Firstly, thank you Tony for wading through all ~750 emails. A lot of
people couldn't find the time, but I think that for those who did it was
a very worthwhile discussion.

I'm currently mostly focused on my final maths exam on Friday - that
being the same degree I was studying whilst with you at BlackBerry that
meant I started a few months late - so my comments below are more off
the top of my head than anything. Still, I've shifted position from
where I was at, and I think I mostly have Robert and Gavin to thank for it.

> - I wonder, Niall, if your uses of the empty state could/should be
> compared to how people sometimes use -1 or 0, etc - ie "special values
> as errors". I typically don't like that pattern (yet I've done it
> anyhow - performance/laziness/etc - but typically only in localized
> cases, not in "APIs"). So I'm wary about this empty state thing.
>
> If we do have an empty state, I like it as a separate type - code
> needs to deal with it separately. I like the idea of taking a
> possibly-empty type, checking for empty, and creating a never-empty
> type, and passing that along so future code need not worry.

My view on that is:

- Use the non-empty type for function returns.
- Maybe use the empty type locally as a local optimisation.
- Internal code hidden away in detail can do what it likes as it always
does anyway.

> - I think the narrow and wide contracts should be in the same type,
> not separate types.
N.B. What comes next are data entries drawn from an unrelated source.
use candle_core::Device;
use mlpol_core::{ActivationKind, MlpConfig, PolicyError, Result};
use serde::{Deserialize, Serialize};

fn default_hidden_sizes() -> Vec<usize> {
    MlpConfig::default().hidden_sizes
}

fn default_context_size() -> usize {
    2
}

#[derive(Debug, Clone, PartialEq, Eq, Serialize, Deserialize)]
#[serde(tag = "kind", rename_all = "snake_case")]
pub enum PolicyType {
    Gaussian {
        #[serde(default)]
        activation: ActivationKind,
    },
    ContextGaussian {
        #[serde(default)]
        activation: ActivationKind,
        #[serde(default = "default_context_size")]
        context_size: usize,
    },
    Categorical,
}

#[derive(Debug, Clone, Copy, Default, PartialEq, Eq, Serialize, Deserialize)]
#[serde(rename_all = "snake_case")]
pub enum DeviceConfig {
    #[default]
    Cpu,
    Cuda(usize),
    Metal(usize),
}

impl DeviceConfig {
    pub fn device(&self) -> Result<Device> {
        let device = match self {
            Self::Cpu => Device::Cpu,
            Self::Cuda(ordinal) => Device::new_cuda(*ordinal)?,
            Self::Metal(ordinal) => Device::new_metal(*ordinal)?,
        };
        Ok(device)
    }
}

/// Everything needed to construct one of the policies.
#[derive(Debug, Clone, PartialEq, Eq, Serialize, Deserialize)]
pub struct PolicyConfig {
    pub input_size: usize,
    pub output_size: usize,
    #[serde(default = "default_hidden_sizes")]
    pub hidden_sizes: Vec<usize>,
    pub policy: PolicyType,
    #[serde(default)]
    pub device: DeviceConfig,
}

impl PolicyConfig {
    fn with_type(input_size: usize, output_size: usize, policy: PolicyType) -> Self {
        Self {
            input_size,
            output_size,
            hidden_sizes: default_hidden_sizes(),
            policy,
            device: DeviceConfig::Cpu,
        }
    }

    pub fn gaussian(input_size: usize, output_size: usize) -> Self {
        Self::with_type(
            input_size,
            output_size,
            PolicyType::Gaussian {
                activation: ActivationKind::default(),
            },
        )
    }

    pub fn context_gaussian(input_size: usize, output_size: usize) -> Self {
        Self::with_type(
            input_size,
            output_size,
            PolicyType::ContextGaussian {
                activation: ActivationKind::default(),
                context_size: default_context_size(),
            },
        )
    }

    pub fn categorical(input_size: usize, output_size: usize) -> Self {
        Self::with_type(input_size, output_size, PolicyType::Categorical)
    }

    pub fn from_json(json: &str) -> Result<Self> {
        serde_json::from_str(json).map_err(|err| PolicyError::InvalidConfiguration(err.to_string()))
    }

    pub fn to_json(&self) -> Result<String> {
        serde_json::to_string_pretty(self)
            .map_err(|err| PolicyError::InvalidConfiguration(err.to_string()))
    }

    pub fn with_hidden_sizes(mut self, hidden_sizes: Vec<usize>) -> Self {
        self.hidden_sizes = hidden_sizes;
        self
    }

    pub fn with_device(mut self, device: DeviceConfig) -> Self {
        self.device = device;
        self
    }

    /// Sets the hidden activation from its name, `relu` or `tanh`.
    pub fn with_activation(mut self, name: &str) -> Result<Self> {
        let kind: ActivationKind = name.parse()?;
        match &mut self.policy {
            PolicyType::Gaussian { activation }
            | PolicyType::ContextGaussian { activation, .. } => *activation = kind,
            PolicyType::Categorical => {
                return Err(PolicyError::InvalidConfiguration(
                    "categorical policies always use relu".into(),
                ));
            }
        }
        Ok(self)
    }

    pub fn with_context_size(mut self, size: usize) -> Result<Self> {
        match &mut self.policy {
            PolicyType::ContextGaussian { context_size, .. } => *context_size = size,
            _ => {
                return Err(PolicyError::InvalidConfiguration(
                    "only context conditioned policies have a context".into(),
                ));
            }
        }
        Ok(self)
    }

    pub fn activation(&self) -> ActivationKind {
        match self.policy {
            PolicyType::Gaussian { activation }
            | PolicyType::ContextGaussian { activation, .. } => activation,
            PolicyType::Categorical => ActivationKind::Relu,
        }
    }

    pub fn mlp_config(&self) -> MlpConfig {
        MlpConfig::new(self.hidden_sizes.clone(), self.activation())
    }
}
This is C++.
> I suggest "access" if you want long names. ie
> T & val = oc.access_value(); // possible UB
>
> (I almost also suggested "deref" but "deref_value" is wrong - you are
> deref'ing the outcome, not the value)

Nice name choice.

As I've mentioned, the wide-by-default observers will have narrow
editions too, now quite likely prefixed by .access_*(). But I think
there remains use for a dedicated type which is all narrow - for
example, imagine a test suite which typedefs in the narrow edition and
runs the code through static analysis and makes debug binaries with the
sanitisers enabled, and then typedefs in the wide edition for production
binaries.

I'm not saying that will suit all, but it is a valid use case.

> - I agree with Vicente's concern that functions that behave
> differently need to be named differently. I haven't looked at the new
> (or old) API carefully enough, but as a (possibly hypothetical)
> example:
> wide_type::value() // returns value, or throw if no value
> narrow_type::value() // returns value, or UB if no value
> These functions are not the same, and should not be named the same.
> Since you thus need different names anyhow (ie value and
> access_value), why not put them both on the same API?
> I'm not yet sure if you end up with similar examples with
> possibly_empty_type::something() and never_empty_type::something().

I'm not as bothered about this as some people. From my perspective,
different types are different types, .get() in one is allowed to be
subtly different from .get() in another.

> - I see value in the idea that the narrow contract takes more typing,
> but I actually *like* using * and -> for the narrow contract because I
> have 30+ years of training in looking at * and -> and recognizing it
> as "this may be unsafe, examine the code to see how it is guaranteed".
> Boost.Optional specifically chose * for that very reason.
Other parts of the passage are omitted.